И снова он в постройкоме, потом начальник отдела найма и увольнения. Совсем молодой еще парень, а успел показать организаторскую жилку. Умел заглянуть в душу человека, оценить не по анкете — по рабочей хватке.

На Днепрогэсе Осадчий увидел, что такое большая стройка, почувствовал ее размах, силу. Здесь он познакомился с выдающимися деятелями энергетики того времени — Винтером, Веденеевым.

Со знаменитой стройки Осадчий уехал учиться в Промышленную академию на подготовительный факультет. До этого он учился мало. «Грамоты у меня всего две зимы церковно-приходской школы, товарищ нарком», — так сам он определил свой образовательный ценз, когда на строительной площадке встретился с Серго Орджоникидзе. «Немного», — сказал Серго. «Я уже начальник, — посетовал Осадчий, — а начну бумагу составлять — мучение: слова вразброд и мысль никак не поймаешь.
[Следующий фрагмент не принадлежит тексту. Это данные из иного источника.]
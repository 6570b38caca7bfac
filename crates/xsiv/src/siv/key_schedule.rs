//! Key schedule: master secret to independent MAC and encryption subkeys
//!
//! Two explicit modes, never chosen by sniffing the secret length:
//!
//! ```text
//! Expand (32-byte seed)                 Split (64-byte secret)
//!
//! mac_key = KH(seed, BE256(0) || seed)  mac_key = secret[0..32]
//! enc_key = KH(seed, BE256(1) || seed)  enc_key = secret[32..64]
//! ```
//!
//! `KH` is the engine's keyed hash and `BE256(i)` is `i` as a 32-byte
//! big-endian integer. The counter comes before the seed.

use std::fmt;

use zeroize::Zeroize;

use super::{error::SivError, primitives::KeyedHash};

/// Size of each derived subkey in bytes
pub const SUBKEY_SIZE: usize = 32;

/// Width of the big-endian block counter in the expansion input
const COUNTER_WIDTH: usize = 32;

/// Counter for the MAC subkey block
const MAC_BLOCK: u64 = 0;

/// Counter for the encryption subkey block
const ENC_BLOCK: u64 = 1;

/// How a master secret becomes a [`SubkeyPair`].
#[derive(Debug, Clone, Copy, PartialEq, Eq, Default)]
pub enum KeyMode {
    /// One subkey-sized seed, expanded with the keyed hash.
    #[default]
    Expand,
    /// A secret of two subkeys, split in half.
    Split,
}

impl KeyMode {
    /// Master secret length this mode accepts.
    pub const fn secret_len(self) -> usize {
        match self {
            Self::Expand => SUBKEY_SIZE,
            Self::Split => 2 * SUBKEY_SIZE,
        }
    }
}

/// The two subkeys an engine holds for its lifetime.
///
/// Both halves are zeroized on drop.
#[derive(Clone)]
pub struct SubkeyPair {
    enc_key: [u8; SUBKEY_SIZE],
    mac_key: [u8; SUBKEY_SIZE],
}

impl SubkeyPair {
    /// Derive subkeys from `secret` under `mode`.
    ///
    /// # Errors
    ///
    /// - `InvalidKeyLength`: `secret` is not [`KeyMode::secret_len`] bytes
    /// - `Primitive`: the keyed hash cannot serve as the expansion function
    pub fn derive<H: KeyedHash>(mode: KeyMode, secret: &[u8]) -> Result<Self, SivError> {
        if secret.len() != mode.secret_len() {
            return Err(SivError::InvalidKeyLength {
                expected: mode.secret_len(),
                actual: secret.len(),
            });
        }

        match mode {
            KeyMode::Split => {
                let mut mac_key = [0u8; SUBKEY_SIZE];
                let mut enc_key = [0u8; SUBKEY_SIZE];
                mac_key.copy_from_slice(&secret[..SUBKEY_SIZE]);
                enc_key.copy_from_slice(&secret[SUBKEY_SIZE..]);
                Ok(Self { enc_key, mac_key })
            },
            KeyMode::Expand => {
                let mac_key = expand_block::<H>(secret, MAC_BLOCK)?;
                let enc_key = expand_block::<H>(secret, ENC_BLOCK)?;
                Ok(Self { enc_key, mac_key })
            },
        }
    }

    /// Subkey for the stream cipher.
    pub fn enc_key(&self) -> &[u8; SUBKEY_SIZE] {
        &self.enc_key
    }

    /// Subkey for the keyed hash.
    pub fn mac_key(&self) -> &[u8; SUBKEY_SIZE] {
        &self.mac_key
    }
}

impl fmt::Debug for SubkeyPair {
    fn fmt(&self, f: &mut fmt::Formatter<'_>) -> fmt::Result {
        f.debug_struct("SubkeyPair")
            .field("enc_key", &"[REDACTED]")
            .field("mac_key", &"[REDACTED]")
            .finish()
    }
}

impl Drop for SubkeyPair {
    fn drop(&mut self) {
        self.enc_key.zeroize();
        self.mac_key.zeroize();
    }
}

/// One block of the counter-mode expansion: `KH(seed, BE256(index) || seed)`.
fn expand_block<H: KeyedHash>(seed: &[u8], index: u64) -> Result<[u8; SUBKEY_SIZE], SivError> {
    if H::DIGEST_SIZE < SUBKEY_SIZE {
        return Err(SivError::primitive(format!(
            "{}-byte digest is too short to expand {SUBKEY_SIZE}-byte subkeys",
            H::DIGEST_SIZE
        )));
    }

    let mut counter = [0u8; COUNTER_WIDTH];
    counter[COUNTER_WIDTH - 8..].copy_from_slice(&index.to_be_bytes());

    let mut hash = H::new_keyed(seed)?;
    hash.update(&counter);
    hash.update(seed);

    let mut digest = vec![0u8; H::DIGEST_SIZE];
    hash.finalize_into(&mut digest);

    let mut block = [0u8; SUBKEY_SIZE];
    block.copy_from_slice(&digest[..SUBKEY_SIZE]);
    digest.zeroize();

    Ok(block)
}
Подучиться мне необходимо. Очень хочу!» — «Будешь, раз хочешь, — сказал нарком. — Мы такие желания уважаем».

Осадчий учился в академии истово, как люди, которые поздно садятся за студенческую парту. К диплому инженера пробивался упорно, как, бывало, забойщиком в шахте через угольный пласт.

После академии — Первоуральск и должность заместителя директора трубопрокатного завода.

Была потом в жизни Осадчего одна, и хорошо, что только одна, «временная должность». После Первоуральска два года он проработал на высоком посту заместителя министра черной металлургии Украины. Но через два года попросился снова на завод.

Ныне откровенно рассказывает об этом, чистосердечно признается, что не потянул, не справился, заскучал, почувствовал себя не на месте. Наверное, у каждого человека случаются в жизни должности временные, а есть и прочные, постоянные, отвечающие характеру. Осадчий — директор постоянный, по призванию и по любви, и он доказал это тридцатипятилетним стажем.

Мы встречались не раз, хотя не так уж и часто, зато в разные годы, и само время корректировало мои впечатления: к тому же об Якове Павловиче я слышал на заводе много и едва ли не каждый день от самых разных людей. Нравственный портрет… Не лепится ли он всякий раз именно из этой пестрой мозаики суждений и оценок всех тех, кто близко знает человека?